The United Nations International Children’s Emergency Fund, as it was then known, was to provide short-term relief to children in post-World War II Europe. Then as now, UNICEF was funded entirely by voluntary contributions. But once the immediate post-war needs of Europe’s children had been seen to, many thought UNICEF should cease to exist...
1946-1959: An agency for children is born
Pakistan’s Permanent Representative to the United Nations, Ahmed Bokhari, argued passionately that children around the world faced an ongoing spiral of disease and poverty that hindered global development, and that UNICEF’s mission was as invaluable as ever. His argument prevailed.
By the time UNICEF became a permanent part of the United Nations in 1953, the seven-year-old organisation was active in some 100 countries.
In 1959, the United Nations Declaration on the Rights of the Child stated that the hunger, poverty, disease, discrimination and ignorance endured by millions of children was a violation of their basic rights, and the landscape of children’s lives was changed forever.

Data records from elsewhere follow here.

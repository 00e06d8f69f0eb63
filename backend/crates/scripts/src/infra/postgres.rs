//! PostgreSQL Repository Implementation

use auth::models::user_id::UserId;
use chrono::{DateTime, Utc};
use sqlx::PgPool;
use uuid::Uuid;

use crate::domain::entity::script::Script;
use crate::domain::repository::ScriptRepository;
use crate::domain::value_object::{
    script_id::ScriptId, script_text::ScriptText, script_title::ScriptTitle,
};
use crate::error::ScriptResult;

/// PostgreSQL-backed script repository
#[derive(Clone)]
pub struct PgScriptRepository {
    pool: PgPool,
}

impl PgScriptRepository {
    pub fn new(pool: PgPool) -> Self {
        Self { pool }
    }
}

impl ScriptRepository for PgScriptRepository {
    async fn create(&self, script: &Script) -> ScriptResult<()> {
        sqlx::query(
            r#"
            INSERT INTO scripts (
                script_id,
                author_id,
                title,
                text,
                created_at,
                updated_at
            ) VALUES ($1, $2, $3, $4, $5, $6)
            "#,
        )
        .bind(script.script_id.as_uuid())
        .bind(script.author_id.as_uuid())
        .bind(script.title.as_str())
        .bind(script.text.as_str())
        .bind(script.created_at)
        .bind(script.updated_at)
        .execute(&self.pool)
        .await?;

        Ok(())
    }

    async fn find_by_id(&self, script_id: &ScriptId) -> ScriptResult<Option<Script>> {
        let row = sqlx::query_as::<_, ScriptRow>(
            r#"
            SELECT
                script_id,
                author_id,
                title,
                text,
                created_at,
                updated_at
            FROM scripts
            WHERE script_id = $1
            "#,
        )
        .bind(script_id.as_uuid())
        .fetch_optional(&self.pool)
        .await?;

        Ok(row.map(|r| r.into_script()))
    }

    async fn update(&self, script: &Script) -> ScriptResult<()> {
        sqlx::query(
            r#"
            UPDATE scripts SET
                title = $2,
                text = $3,
                updated_at = $4
            WHERE script_id = $1
            "#,
        )
        .bind(script.script_id.as_uuid())
        .bind(script.title.as_str())
        .bind(script.text.as_str())
        .bind(script.updated_at)
        .execute(&self.pool)
        .await?;

        Ok(())
    }

    async fn delete(&self, script_id: &ScriptId) -> ScriptResult<()> {
        sqlx::query("DELETE FROM scripts WHERE script_id = $1")
            .bind(script_id.as_uuid())
            .execute(&self.pool)
            .await?;

        Ok(())
    }
}

// ============================================================================
// Row Types for sqlx mapping
// ============================================================================

#[derive(sqlx::FromRow)]
struct ScriptRow {
    script_id: Uuid,
    author_id: Uuid,
    title: String,
    text: String,
    created_at: DateTime<Utc>,
    updated_at: DateTime<Utc>,
}

impl ScriptRow {
    fn into_script(self) -> Script {
        Script {
            script_id: ScriptId::from_uuid(self.script_id),
            author_id: UserId::from_uuid(self.author_id),
            title: ScriptTitle::from_db(self.title),
            text: ScriptText::from_db(self.text),
            created_at: self.created_at,
            updated_at: self.updated_at,
        }
    }
}
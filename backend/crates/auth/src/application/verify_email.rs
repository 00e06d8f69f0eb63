//! Email Verification Use Case
//!
//! Turns a pending account active. Verifying an already-active account is
//! answered with success so a reused token leaks nothing.

use std::sync::Arc;

use crate::application::tokens::TokenIssuer;
use crate::domain::repository::UserRepository;
use crate::error::{AuthError, AuthResult};

/// Email verification input
pub struct VerifyEmailInput {
    /// Opaque token string from the confirmation link
    pub token: String,
}

/// Email verification output
#[derive(Debug)]
pub struct VerifyEmailOutput {
    /// The verified address, echoed back
    pub email: String,
}

/// Email verification use case
pub struct VerifyEmailUseCase<U>
where
    U: UserRepository,
{
    user_repo: Arc<U>,
    tokens: Arc<TokenIssuer>,
}

impl<U> VerifyEmailUseCase<U>
where
    U: UserRepository,
{
    pub fn new(user_repo: Arc<U>, tokens: Arc<TokenIssuer>) -> Self {
        Self { user_repo, tokens }
    }

    pub async fn execute(&self, input: VerifyEmailInput) -> AuthResult<VerifyEmailOutput> {
        let user_id = self.tokens.decode_confirmation(&input.token)?;

        let user = self
            .user_repo
            .find_by_id(&user_id)
            .await?
            .ok_or(AuthError::UserNotFound)?;

        if user.is_active {
            // Already verified - idempotent success
            return Ok(VerifyEmailOutput {
                email: user.email.to_string(),
            });
        }

        self.user_repo.set_active(&user.user_id).await?;

        tracing::info!(user_id = %user.user_id, "Email verified, account activated");

        Ok(VerifyEmailOutput {
            email: user.email.to_string(),
        })
    }
}
//! Error conversions - From implementations for common error types
//!
//! Provides automatic conversion from library error types to [`AppError`].

use super::app_error::AppError;
use super::kind::ErrorKind;

impl From<std::io::Error> for AppError {
    fn from(err: std::io::Error) -> Self {
        let kind = match err.kind() {
            std::io::ErrorKind::NotFound => ErrorKind::NotFound,
            std::io::ErrorKind::PermissionDenied => ErrorKind::Forbidden,
            _ => ErrorKind::InternalServerError,
        };
        AppError::new(kind, "I/O operation failed").with_source(err)
    }
}

impl From<serde_json::Error> for AppError {
    fn from(err: serde_json::Error) -> Self {
        if err.is_syntax() || err.is_data() {
            AppError::bad_request(format!("JSON parse error: {}", err)).with_source(err)
        } else {
            AppError::internal("JSON serialization error").with_source(err)
        }
    }
}

// ----------------------------------------------------------------------
// SQLx conversions (feature-gated)
// ----------------------------------------------------------------------

#[cfg(feature = "sqlx")]
impl From<sqlx::Error> for AppError {
    fn from(err: sqlx::Error) -> Self {
        match &err {
            sqlx::Error::RowNotFound => AppError::not_found("Record not found").with_source(err),
            sqlx::Error::PoolTimedOut => {
                AppError::service_unavailable("Database connection pool exhausted").with_source(err)
            }
            sqlx::Error::Database(db_err) => {
                // PostgreSQL error classes:
                // https://www.postgresql.org/docs/current/errcodes-appendix.html
                let app_err = if let Some(code) = db_err.code() {
                    match code.as_ref() {
                        // Class 23 - Integrity Constraint Violation
                        "23505" => AppError::conflict("Duplicate key value"),
                        "23503" => AppError::conflict("Foreign key violation"),
                        "23502" => AppError::bad_request("Required field is null"),
                        "23514" => AppError::bad_request("Check constraint violation"),
                        // Class 53 - Insufficient Resources
                        c if c.starts_with("53") => {
                            AppError::service_unavailable("Database resource exhausted")
                        }
                        // Class 57 - Operator Intervention
                        c if c.starts_with("57") => {
                            AppError::service_unavailable("Database unavailable")
                        }
                        _ => AppError::internal("Database error"),
                    }
                } else {
                    AppError::internal("Database error")
                };
                app_err.with_source(err)
            }
            sqlx::Error::Io(_) => {
                AppError::service_unavailable("Database connection error").with_source(err)
            }
            _ => AppError::internal("Database error").with_source(err),
        }
    }
}

// ----------------------------------------------------------------------
// Axum conversions (feature-gated)
// ----------------------------------------------------------------------

#[cfg(feature = "axum")]
impl axum::response::IntoResponse for AppError {
    fn into_response(self) -> axum::response::Response {
        use axum::Json;
        use axum::http::StatusCode;

        let status =
            StatusCode::from_u16(self.status_code()).unwrap_or(StatusCode::INTERNAL_SERVER_ERROR);

        // RFC 7807 Problem Details for HTTP APIs
        let body = serde_json::json!({
            "type": format!("https://httpstatuses.io/{}", self.status_code()),
            "title": self.kind().as_str(),
            "status": self.status_code(),
            "detail": self.message(),
        });

        (status, Json(body)).into_response()
    }
}

#[cfg(test)]
mod tests {
    use super::*;

    #[test]
    fn test_io_error_conversion() {
        let io_err = std::io::Error::new(std::io::ErrorKind::NotFound, "file not found");
        let app_err: AppError = io_err.into();
        assert_eq!(app_err.kind(), ErrorKind::NotFound);

        let io_err = std::io::Error::new(std::io::ErrorKind::PermissionDenied, "access denied");
        let app_err: AppError = io_err.into();
        assert_eq!(app_err.kind(), ErrorKind::Forbidden);
    }

    #[test]
    fn test_json_error_conversion() {
        let json_err = serde_json::from_str::<serde_json::Value>("invalid json").unwrap_err();
        let app_err: AppError = json_err.into();
        assert_eq!(app_err.kind(), ErrorKind::BadRequest);
    }
}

1960-1979: The development decades
UNICEF was to provide more than just humanitarian relief. In the 1960's and 1970's additional areas of focus included nutrition and health, and education and family issues. In this period:
- Half of UNICEF’s spending was being dedicated to learning.
- UNICEF was in the global spotlight in 1965 as the recipient of the Nobel Peace Prize.
- The advent of inexpensive strategies – such as providing micronutrients, iodine, vitamin A and iron supplementation – proved effective in saving young children's lives.
1980-1989: The silent emergency
Despite decades of humanitarian work, by 1980 some 15 million children were still dying of preventable causes each year. At this time, the ‘Child Survival Revolution’ began:
- ‘Days of Tranquility’ were launched by UNICEF to immunise children in conflict zones.
- ‘Education for all’ became a rallying cry for global development.
- Children and women found their lives increasingly engulfed by war and violence – and the expanding HIV/AIDS pandemic.
1990-1999: Recognising child rights
The Convention on the Rights of the Child, adopted in 1990, went on to become the most universally adopted international treaty in history.
Also during this decade: The World Summit for Children brought together the largest-ever gathering of world leaders. Conflicts and genocide put children at risk from landmines, starvation and trafficking, and denied their right to a childhood.
2000-2006: Children at the heart of development
The Millennium Development Goals, set forth in 2000, have served as a blueprint for global development toward 2015.
Since the start of the new century:
Youth participation came to the fore at the UN Special Session on Children and the HIV/AIDS pandemic has affected children’s lives as never before, posing new challenges to social progress.
Today and Beyond
What began as a temporary experiment 60 years ago has grown to become the world’s leading agency for children. Today, UNICEF is active in over 190 countries, uniting people and partners to make the world a better place for future generations.
Sixty years is but a blink of an eye in the course of history, but in that brief span of time the world has become a different place entirely for children. With the Millennium Development Goals as our guide, UNICEF will continue to evolve and respond to the challenges children face in a complex yet wondrous world.